If you look at the polynomial ring $ R[X] $ over an integral domain $ R $, for any $ p \in R[X] \setminus R $, we have $ p^{\circ} = \{ 0_{R[X]} \} $. However, $ p $ is not invertible. This serves as a counterexample.
With regards to the latest edit, let $ \mathbb{R}^{\mathbb{N}} $ denote the $ \mathbb{R} $-vector space of all sequences of real numbers. Consider the $ \mathbb{R} $-linear map $ F_{\text{Right}} $ on $ \mathbb{R}^{\mathbb{N}} $ that shifts a sequence to the right by a single position. For example, $ {F_{\text{Right}}}(a_{1},a_{2},a_{3},a_{4},\ldots) = (0,a_{1},a_{2},a_{3},\ldots). $ Clearly, $ F_{\text{Right}} $ has a left-inverse, which is the $ \mathbb{R} $-linear map $ F_{\text{Left}} $ on $ \mathbb{R}^{\mathbb{N}} $ that shifts a sequence to the left by a single position. However, there is no $ \mathbb{R} $-linear map that acts as a right-inverse of $ F_{\text{Right}} $, because all sequences in the range of $ F_{\text{Right}} $ have a $ 0 $ in the first position. This implies that in the endomorphism ring of $ \mathbb{R}^{\mathbb{N}} $, where ring multiplication corresponds to composition of $ \mathbb{R} $-linear maps, there exist elements that are left-invertible but not right-invertible.

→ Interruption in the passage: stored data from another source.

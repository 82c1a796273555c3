use crate::adapter::{build_units, ExecutionAdapter};
use crate::config::HarnessConfig;
use crate::discovery::{discover, GlobFilter};
use crate::engine::Engine;
use crate::error::{HarnessError, HarnessResult};
use crate::evaluator::{judge, Expectation};
use crate::fixtures::{assemble, FixtureCache};
use crate::test_case::TestCase;
use serde::{Deserialize, Serialize};
use std::panic::{catch_unwind, AssertUnwindSafe};
use std::path::{Path, PathBuf};
use std::sync::Arc;
use std::time::Instant;

/// Detail recorded for tests the run-level timeout never reached
pub const RUN_TIMEOUT_DETAIL: &str = "run timeout elapsed before this test started";

/// Overall outcome of one test
#[derive(Debug, Clone, Copy, PartialEq, Eq, Serialize, Deserialize)]
#[serde(rename_all = "lowercase")]
pub enum Status {
    Pass,
    Fail,
    Skip,
}

/// Why a failing test failed
#[derive(Debug, Clone, Copy, PartialEq, Eq, Serialize, Deserialize)]
#[serde(rename_all = "lowercase")]
pub enum FailureKind {
    /// The harness could not run the test
    Harness,
    /// The engine under test did not behave as specified
    Engine,
    /// The engine under test did not finish in time
    Timeout,
}

/// Result of running a single test
#[derive(Debug, Clone, PartialEq, Eq, Serialize, Deserialize)]
pub struct Verdict {
    pub path: PathBuf,
    pub status: Status,
    /// Empty for passes; always set otherwise
    pub detail: String,
    #[serde(skip_serializing_if = "Option::is_none")]
    pub failure: Option<FailureKind>,
}

impl Verdict {
    pub fn pass(path: impl Into<PathBuf>) -> Self {
        Self {
            path: path.into(),
            status: Status::Pass,
            detail: String::new(),
            failure: None,
        }
    }

    pub fn skip(path: impl Into<PathBuf>, reason: impl Into<String>) -> Self {
        Self {
            path: path.into(),
            status: Status::Skip,
            detail: reason.into(),
            failure: None,
        }
    }

    /// Failing verdict; the first error decides the failure kind
    pub fn from_errors(path: impl Into<PathBuf>, errors: &[HarnessError]) -> Self {
        let kind = match errors.first() {
            Some(e) if e.is_harness_fault() => FailureKind::Harness,
            Some(HarnessError::Timeout { .. }) => FailureKind::Timeout,
            _ => FailureKind::Engine,
        };
        let prefix = match kind {
            FailureKind::Harness => "harness could not run test",
            FailureKind::Engine | FailureKind::Timeout => "engine under test failed",
        };
        let reasons = errors
            .iter()
            .map(ToString::to_string)
            .collect::<Vec<_>>()
            .join("; ");
        Self {
            path: path.into(),
            status: Status::Fail,
            detail: format!("{}: {}", prefix, reasons),
            failure: Some(kind),
        }
    }

    pub fn from_error(path: impl Into<PathBuf>, error: HarnessError) -> Self {
        Self::from_errors(path, &[error])
    }

    pub fn is_pass(&self) -> bool {
        self.status == Status::Pass
    }

    pub fn is_fail(&self) -> bool {
        self.status == Status::Fail
    }

    pub fn is_skip(&self) -> bool {
        self.status == Status::Skip
    }

    pub fn is_timeout(&self) -> bool {
        self.failure == Some(FailureKind::Timeout)
    }

    /// Failed because the harness could not run it
    pub fn is_harness_error(&self) -> bool {
        self.failure == Some(FailureKind::Harness)
    }
}

/// Conformance run coordinator.
///
/// Sequences metadata parsing, fixture assembly, execution and evaluation for
/// each test. Every failure, including a panic, is turned into a [`Verdict`];
/// nothing escapes [`Harness::run_all`].
pub struct Harness {
    adapter: ExecutionAdapter,
    fixtures: Arc<FixtureCache>,
    config: HarnessConfig,
}

impl Harness {
    /// Harness with default settings
    pub fn new(engine: impl Engine + 'static) -> Self {
        Self::with_config(engine, HarnessConfig::default())
    }

    pub fn with_config(engine: impl Engine + 'static, config: HarnessConfig) -> Self {
        let fixtures = match &config.includes_dir {
            Some(dir) => FixtureCache::with_includes_dir(dir),
            None => FixtureCache::new(),
        };
        Self {
            adapter: ExecutionAdapter::new(Arc::new(engine)),
            fixtures: Arc::new(fixtures),
            config,
        }
    }

    /// Share a fixture cache with other harnesses
    pub fn with_fixtures(mut self, fixtures: Arc<FixtureCache>) -> Self {
        self.fixtures = fixtures;
        self
    }

    pub fn config(&self) -> &HarnessConfig {
        &self.config
    }

    pub fn fixtures(&self) -> &FixtureCache {
        &self.fixtures
    }

    pub fn engine_name(&self) -> &str {
        self.adapter.engine_name()
    }

    /// Load and run one test file
    pub fn run_one(&self, path: &Path) -> Verdict {
        let outcome = catch_unwind(AssertUnwindSafe(|| match TestCase::load(path) {
            Ok(case) => self.run_case(&case),
            Err(e) => Verdict::from_error(path, e),
        }));
        let verdict = outcome.unwrap_or_else(|payload| {
            let message = payload
                .downcast_ref::<&str>()
                .map(|s| s.to_string())
                .or_else(|| payload.downcast_ref::<String>().cloned())
                .unwrap_or_else(|| "unknown panic".to_string());
            Verdict::from_error(path, HarnessError::Engine(format!("panicked: {}", message)))
        });

        match verdict.status {
            Status::Pass => tracing::debug!(test = %path.display(), "pass"),
            Status::Skip => tracing::debug!(test = %path.display(), reason = %verdict.detail, "skip"),
            Status::Fail => tracing::info!(test = %path.display(), detail = %verdict.detail, "fail"),
        }
        verdict
    }

    /// Run a test that is already loaded
    pub fn run_case(&self, case: &TestCase) -> Verdict {
        let missing = case
            .metadata
            .unsupported_features(&self.config.unsupported_features);
        if !missing.is_empty() {
            return Verdict::skip(&case.path, format!("unsupported features: {}", missing.join(", ")));
        }

        match self.run_modes(case) {
            Ok(errors) if errors.is_empty() => Verdict::pass(&case.path),
            Ok(errors) => Verdict::from_errors(&case.path, &errors),
            Err(e) => Verdict::from_error(&case.path, e),
        }
    }

    /// Run every required mode, even after one fails, and collect what went wrong
    fn run_modes(&self, case: &TestCase) -> HarnessResult<Vec<HarnessError>> {
        let expectation = Expectation::from_metadata(&case.metadata)?;
        let assembled = assemble(&self.fixtures, &case.metadata, &case.source)?;
        let timeout = self.config.timeout();

        let mut errors = Vec::new();
        for unit in build_units(&case.path, &assembled, &case.metadata, timeout) {
            let result = if expectation.needs_check_only() {
                self.adapter.check(&unit)?
            } else {
                self.adapter.run(&unit, expectation.awaits_done())?
            };
            if let Err(e) = judge(&expectation, &result, timeout) {
                errors.push(e);
            }
        }
        Ok(errors)
    }

    /// Run tests and return one verdict per path, in the given order.
    ///
    /// Work is spread over `jobs` threads. Once the run timeout (if any) has
    /// elapsed, tests that have not started are skipped; verdicts already
    /// produced are unaffected.
    pub fn run_all(&self, paths: &[PathBuf]) -> Vec<Verdict> {
        let started = Instant::now();
        let run_deadline = self.config.run_timeout().map(|limit| started + limit);
        let out_of_time = || run_deadline.is_some_and(|deadline| Instant::now() >= deadline);

        let jobs = self.config.jobs.clamp(1, paths.len().max(1));
        tracing::info!(tests = paths.len(), jobs, engine = self.engine_name(), "starting run");

        let (task_tx, task_rx) = crossbeam::channel::unbounded::<(usize, &PathBuf)>();
        for task in paths.iter().enumerate() {
            let _ = task_tx.send(task);
        }
        drop(task_tx);

        let (done_tx, done_rx) = crossbeam::channel::unbounded::<(usize, Verdict)>();
        let scoped = crossbeam::scope(|scope| {
            for _ in 0..jobs {
                let task_rx = task_rx.clone();
                let done_tx = done_tx.clone();
                let out_of_time = &out_of_time;
                scope.spawn(move |_| {
                    for (index, path) in task_rx.iter() {
                        let verdict = if out_of_time() {
                            Verdict::skip(path, RUN_TIMEOUT_DETAIL)
                        } else {
                            self.run_one(path)
                        };
                        if done_tx.send((index, verdict)).is_err() {
                            break;
                        }
                    }
                });
            }
        });
        if scoped.is_err() {
            tracing::error!("a worker thread panicked; its remaining tests are reported as harness failures");
        }
        drop(done_tx);

        let mut slots: Vec<Option<Verdict>> = vec![None; paths.len()];
        for (index, verdict) in done_rx.try_iter() {
            slots[index] = Some(verdict);
        }
        let verdicts: Vec<Verdict> = slots
            .into_iter()
            .zip(paths)
            .map(|(slot, path)| {
                slot.unwrap_or_else(|| {
                    Verdict::from_error(path, HarnessError::Engine("worker exited before reporting".into()))
                })
            })
            .collect();

        tracing::info!(
            elapsed_ms = started.elapsed().as_millis() as u64,
            "run finished"
        );
        verdicts
    }

    /// Discover tests under `root` and run them
    pub fn run_directory(&self, root: &Path, filter: Option<&GlobFilter>) -> HarnessResult<Vec<Verdict>> {
        let paths = discover(root, filter)?;
        Ok(self.run_all(&paths))
    }
}
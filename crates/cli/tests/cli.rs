use assert_cmd::Command;

fn stdout_of(args: &[&str]) -> String {
    let output = Command::cargo_bin("bookstore-cli")
        .unwrap()
        .args(args)
        .assert()
        .success()
        .get_output()
        .stdout
        .clone();
    String::from_utf8(output).unwrap()
}

#[test]
fn help_lists_subcommands() {
    let help = stdout_of(&["--help"]);
    for command in ["serve", "schema", "ping"] {
        assert!(help.contains(command), "missing {command} in:\n{help}");
    }
}

#[test]
fn schema_prints_books_table() {
    let schema = stdout_of(&["schema"]);
    assert!(schema.contains("-- books/001_books_table"));
    assert!(schema.contains("CREATE TABLE IF NOT EXISTS books"));
}

#[test]
fn unknown_subcommand_fails() {
    Command::cargo_bin("bookstore-cli")
        .unwrap()
        .arg("migrate")
        .assert()
        .failure();
}
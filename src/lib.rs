//! Bookstore application library
//!
//! Wires the service modules to the database pool, the HTTP server and the
//! module lifecycle.

pub mod modules;

use std::time::Duration;

use anyhow::Context;
use bookstore_kernel::{settings::Settings, InitCtx, ModuleRegistry};

/// Run the service until a shutdown signal arrives.
///
/// The pool is opened here and closed only after the HTTP server has stopped,
/// bounded by the configured grace period.
pub async fn run(settings: Settings) -> anyhow::Result<()> {
    tracing::info!(
        env = ?settings.environment,
        db_host = %settings.database.host,
        db_port = settings.database.port,
        db_name = %settings.database.name,
        "bookstore bootstrap starting"
    );

    let pool = bookstore_db::connect(&settings.database)
        .await
        .context("failed to connect to the database")?;

    let mut registry = ModuleRegistry::new();
    modules::register_all(&mut registry, pool.clone());

    let ctx = InitCtx {
        settings: &settings,
    };
    registry.init_all(&ctx).await?;
    bookstore_db::apply_schema(&pool, &registry.collect_schema())
        .await
        .context("failed to apply schema")?;
    registry.start_all(&ctx).await?;

    tracing::info!("bookstore bootstrap complete");

    let served = bookstore_http::start_server(&registry, &settings).await;

    let stopped = registry.stop_all().await;
    bookstore_db::close(pool, Duration::from_millis(settings.server.shutdown_grace_ms)).await;

    served?;
    stopped
}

Without much pain, one can just as easily produce a ring $ R $ that has right-invertible-but-not-left-invertible elements.
Conclusion In general, left-invertibility does not imply right-invertibility, and right-invertibility does not imply left-invertibility. However, in square-matrix rings over a field, the two imply each other.
Addendum Given a ring $ R $, if $ a \in R $ satisfies (i) $ a^{\circ} = \{ 0_{R} \} $ and (ii) $ a $ is right-invertible, then $ a $ is automatically left-invertible. Indeed, suppose that $ ab = 1_{R} $ for some $ b \in R $. Then $ a(1_{R} - ba) = a - a(ba) = a - (ab)a = a - 1_{R} \cdot a = a - a = 0_{R}. $ As $ a^{\circ} = \{ 0_{R} \} $, it follows that $ 1_{R} - ba = 0_{R} $, or equivalently, $ ba = 1_{R} $. Therefore, $ a $ is left-invertible.
The foregoing argument shows why right-invertibles in a square-matrix ring over a field must also be left-invertibles. Let $ A \in {\text{M}_{n}}(\mathbb{F}) $ be right-invertible, i.e., $ AB = \mathbf{I}_{n} $ for some $ B \in {\text{M}_{n}}(\mathbb{F}) $. Viewing $ A $ and $ B $ respectively as linear transformations $ T_{A} $ and $ T_{B} $ on $ \mathbb{F}^{n} $, we have $ T_{A} \circ T_{B} = \text{id}_{\mathbb{F}^{n}} $. Hence, $ T_{B} $ is injective and $ T_{A} $ is surjective. However, the Dimension Theorem from linear algebra tells us that surjective linear operators on finite-dimensional vector spaces are also injective, so \begin{align} A^{\circ} &= \{ X \in {\text{M}_{n}}(\mathbb{F}) \,|\, AX = 0_{{\text{M}_{n}}(\mathbb{F})} \} \\ &= \{ X \in {\text{M}_{n}}(\mathbb{F}) \,|\, T_{A} \circ T_{X} = 0_{\mathcal{L}(\mathbb{F}^{n},\mathbb{F}^{n})} \} \\ &= \{ X \in {\text{M}_{n}}(\mathbb{F}) \,|\, T_{X} = 0_{\mathcal{L}(\mathbb{F}^{n},\mathbb{F}^{n})} \} \\ &= \{ 0_{{\text{M}_{n}}(\mathbb{F})} \}. \end{align} Therefore, $ BA = \mathbf{I}_{n} $, i.e., $ A $ is left-invertible.